US Supreme Court klärt die Ausnahme für Transportarbeiter nach dem FAA im Fall Flower Foods Inc. v. Brock

Beiträge werden sprachübergreifend gebündelt, in ein festes Format gebracht und mit den Originalquellen verlinkt. Wie wir berichten.

Kurzfassung

  • Der US Supreme Court entschied zur Ausnahme für Transportarbeiter nach dem FAA in Flower Foods Inc. v. Brock.
  • Die Entscheidung stellt klar, dass Last-Mile-Delivery-Worker je nach Ausgestaltung der Lieferkette von der Schiedsgerichtsbarkeit ausgenommen sein können.
  • Gerichte müssen prüfen, wie Waren tatsächlich durch die Lieferkette bewegt werden.
  • Die pro-Schiedsgerichtsbarkeits-Politik des FAA bleibt bestehen, Ausnahmen hängen jedoch von den konkreten Umständen des Einzelfalls ab.

Überblick

Der US Supreme Court erließ in Flower Foods Inc. v. Brock eine einstimmige Entscheidung zur Frage, ob bestimmte Zusteller von einer zwangsweisen Schiedsgerichtsbarkeit nach der Transportarbeiter-Ausnahme des Federal Arbitration Act (FAA) ausgenommen sind. In der Begründung wird klargestellt, dass die Anwendung der Ausnahme von den konkreten Umständen abhängt, wie Waren vom Ursprung bis zur Zustellung bewegt werden - insbesondere in Fällen mit Last-Mile-Delivery.

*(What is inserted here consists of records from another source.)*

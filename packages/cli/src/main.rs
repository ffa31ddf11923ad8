//! `partprice` — batch price lookup for printer-part price lists.
//!
//! Reads item lines from the first column of an input CSV, searches
//! the configured sites for each, and writes one output row per item
//! with the accepted price and match score. Interrupted runs resume
//! from the existing output file.

use std::collections::HashMap;
use std::path::PathBuf;
use std::sync::Arc;
use std::time::Duration;

use anyhow::{bail, Context, Result};
use clap::Parser;
use tracing::info;
use tracing_subscriber::{layer::SubscriberExt, util::SubscriberInitExt, EnvFilter};

use pricer::adapters::{AdapterExt, ChipdipAdapter, HttpFetcher, SelectorAdapter};
use pricer::io::{read_processed, read_queries, write_results, ResumeState};
use pricer::{
    BatchConfig, BatchRunner, BatchSummary, MatchConfig, MatchResult, RetryPolicy, SiteAdapter,
};

/// Per-site request rate. The sites are small shops; be polite.
const REQUESTS_PER_SECOND: u32 = 5;

/// Rewrite the output file after every this many new results, so an
/// interrupted run loses at most one chunk.
const CHECKPOINT_EVERY: usize = 50;

#[derive(Parser, Debug)]
#[command(name = "partprice", about = "Match price-list items against retail sites")]
struct Args {
    /// Input CSV; queries are taken from the first column.
    input: PathBuf,

    /// Output CSV: item,price_rub,source_site,source_url,match_score.
    output: PathBuf,

    /// Maximum queries in flight at once.
    #[arg(long, default_value_t = 10)]
    concurrency: usize,

    /// Fuzzy acceptance threshold, 0-100.
    #[arg(long, default_value_t = 70, value_parser = clap::value_parser!(u8).range(..=100))]
    threshold: u8,

    /// Per-site request timeout in seconds.
    #[arg(long, default_value_t = 20)]
    timeout_secs: u64,

    /// Comma-separated sites to query, in priority order.
    #[arg(long, value_delimiter = ',', default_value = "chipdip,laserparts,tze1,zipzip")]
    sites: Vec<String>,

    /// Ignore any existing output file and start fresh.
    #[arg(long)]
    no_resume: bool,
}

#[tokio::main]
async fn main() -> Result<()> {
    tracing_subscriber::registry()
        .with(
            EnvFilter::try_from_default_env().unwrap_or_else(|_| "info,pricer=info".into()),
        )
        .with(tracing_subscriber::fmt::layer())
        .init();

    let args = Args::parse();

    let queries = read_queries(&args.input)
        .with_context(|| format!("failed to read input {}", args.input.display()))?;
    if queries.is_empty() {
        bail!("no queries found in {}", args.input.display());
    }

    let resume = if args.no_resume {
        ResumeState::default()
    } else {
        read_processed(&args.output)
            .with_context(|| format!("failed to read existing output {}", args.output.display()))?
    };

    let ResumeState { results, priced } = resume;
    let mut resolved: HashMap<String, MatchResult> = results
        .into_iter()
        .filter(|r| priced.contains(&r.query))
        .map(|r| (r.query.clone(), r))
        .collect();

    let remaining: Vec<String> = queries
        .iter()
        .filter(|q| !resolved.contains_key(*q))
        .cloned()
        .collect();
    info!(
        total = queries.len(),
        carried = resolved.len(),
        remaining = remaining.len(),
        "starting run"
    );

    let timeout = Duration::from_secs(args.timeout_secs);
    let config = BatchConfig::default()
        .with_concurrency(args.concurrency)
        .with_request_timeout(timeout)
        .with_matching(MatchConfig::new().with_accept_threshold(args.threshold))
        .with_retry(RetryPolicy::default());
    let adapters = build_adapters(&args.sites, timeout, config.retry)?;
    let runner = BatchRunner::new(adapters, config);

    for chunk in remaining.chunks(CHECKPOINT_EVERY) {
        let outcome = runner.run(chunk).await;
        for result in outcome.results {
            resolved.insert(result.query.clone(), result);
        }

        let rows = assemble_rows(&queries, &resolved, false);
        write_results(&args.output, &rows)
            .with_context(|| format!("failed to write {}", args.output.display()))?;
        info!(done = rows.len(), total = queries.len(), "checkpoint saved");
    }

    let rows = assemble_rows(&queries, &resolved, true);
    write_results(&args.output, &rows)
        .with_context(|| format!("failed to write {}", args.output.display()))?;

    let summary = BatchSummary::from_results(&rows);
    info!(
        total = summary.total,
        matched = summary.matched,
        unmatched = summary.unmatched,
        output = %args.output.display(),
        "run complete"
    );
    Ok(())
}

/// Output rows in input order. Until the run is complete, unprocessed
/// items are left out; at the end they become explicit no-match rows.
fn assemble_rows(
    queries: &[String],
    resolved: &HashMap<String, MatchResult>,
    include_missing: bool,
) -> Vec<MatchResult> {
    queries
        .iter()
        .filter_map(|q| match resolved.get(q) {
            Some(result) => Some(result.clone()),
            None if include_missing => Some(MatchResult::none(q.clone())),
            None => None,
        })
        .collect()
}

fn build_adapters(
    sites: &[String],
    timeout: Duration,
    retry: RetryPolicy,
) -> Result<Vec<Arc<dyn SiteAdapter>>> {
    let fetcher = HttpFetcher::with_config(timeout, retry).context("failed to build HTTP client")?;

    let mut adapters: Vec<Arc<dyn SiteAdapter>> = Vec::with_capacity(sites.len());
    for site in sites {
        let adapter: Arc<dyn SiteAdapter> = match site.trim() {
            "chipdip" => {
                Arc::new(ChipdipAdapter::new(fetcher.clone()).rate_limited(REQUESTS_PER_SECOND))
            }
            "laserparts" => Arc::new(
                SelectorAdapter::laserparts(fetcher.clone())
                    .context("laserparts adapter")?
                    .rate_limited(REQUESTS_PER_SECOND),
            ),
            "tze1" => Arc::new(
                SelectorAdapter::tze1(fetcher.clone())
                    .context("tze1 adapter")?
                    .rate_limited(REQUESTS_PER_SECOND),
            ),
            "zipzip" => Arc::new(
                SelectorAdapter::zipzip(fetcher.clone())
                    .context("zipzip adapter")?
                    .rate_limited(REQUESTS_PER_SECOND),
            ),
            other => bail!("unknown site {other:?} (expected chipdip, laserparts, tze1, zipzip)"),
        };
        adapters.push(adapter);
    }
    Ok(adapters)
}

#[cfg(test)]
mod tests {
    use super::*;

    #[test]
    fn test_threshold_rejects_values_above_100() {
        let result = Args::try_parse_from(["partprice", "in.csv", "out.csv", "--threshold", "101"]);
        assert!(result.is_err());
    }

    #[test]
    fn test_threshold_accepts_bounds() {
        let args =
            Args::try_parse_from(["partprice", "in.csv", "out.csv", "--threshold", "100"]).unwrap();
        assert_eq!(args.threshold, 100);
        let args = Args::try_parse_from(["partprice", "in.csv", "out.csv"]).unwrap();
        assert_eq!(args.threshold, 70);
    }

    #[test]
    fn test_default_site_list_order() {
        let args = Args::try_parse_from(["partprice", "in.csv", "out.csv"]).unwrap();
        assert_eq!(args.sites, vec!["chipdip", "laserparts", "tze1", "zipzip"]);
    }
}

Der Fall betrifft zudem die Reichweite der geografischen Betrachtung, die der Beklagte vorgebracht hatte, und stellt stattdessen auf eine funktionsbezogene Prüfung ab.

Was passiert ist

Angelo Brock, ein Zustell-Distributionspartner für Flower Foods Inc., brachte Ansprüche gegen das Unternehmen ein, nachdem er Produkte von inländischen Lagerstandorten an Filialen ausgeliefert hatte. Obwohl er keine Staatsgrenzen überschritt, stammten die von ihm ausgelieferten Waren aus einer zwischenstaatlichen Lieferkette.

Flower Foods Inc. argumentierte, dass die innerstaatliche Tätigkeit von Brock die Durchsetzung einer Schiedsklausel nach dem FAA erforderlich mache. Der US Supreme Court wies eine rein geografische Auslegung einstimmig zurück.

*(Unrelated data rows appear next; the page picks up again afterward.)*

//! Input price-list reader.

use std::path::Path;

use tracing::info;

use crate::error::PipelineResult;

/// Read query lines from the first column of a CSV file.
///
/// Price lists arrive in whatever shape the customer exported: with or
/// without an `item` header, with trailing columns, with blank rows.
/// Everything past the first column is ignored.
pub fn read_queries(path: impl AsRef<Path>) -> PipelineResult<Vec<String>> {
    let path = path.as_ref();
    let mut reader = csv::ReaderBuilder::new()
        .has_headers(false)
        .flexible(true)
        .from_path(path)?;

    let mut queries = Vec::new();
    for record in reader.records() {
        let record = record?;
        let Some(cell) = record.get(0) else {
            continue;
        };
        let cell = cell.trim();
        if cell.is_empty() {
            continue;
        }
        // Header row from a previous export of ours.
        if queries.is_empty() && cell.eq_ignore_ascii_case("item") {
            continue;
        }
        queries.push(cell.to_string());
    }

    info!(path = %path.display(), count = queries.len(), "queries loaded");
    Ok(queries)
}
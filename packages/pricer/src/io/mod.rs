//! CSV input and output tables.

mod input;
mod output;

pub use input::read_queries;
pub use output::{read_processed, write_results, ResumeState};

Justice Neil Gorsuch, der für das Gericht schrieb, stellte fest, dass Gerichte eine funktionale Prüfung anhand der Kontinuität der Warenbewegung im zwischenstaatlichen Handel vornehmen müssen - nicht nur anhand der lokalen oder innerstaatlichen Bezeichnung.

Die Entscheidung nahm nicht kategorisch alle Last-Mile-Fahrer von der Schiedsgerichtsbarkeit aus, sondern wies die unteren Gerichte an, die tatsächlichen Abläufe und Vertriebssysteme zu analysieren, die in jedem Fall zugrunde liegen.

Kontext

Das FAA sieht grundsätzlich die Durchsetzung von Schiedsvereinbarungen vor, enthält jedoch eine Ausnahme für Transportarbeiter, die im zwischenstaatlichen Handel tätig sind.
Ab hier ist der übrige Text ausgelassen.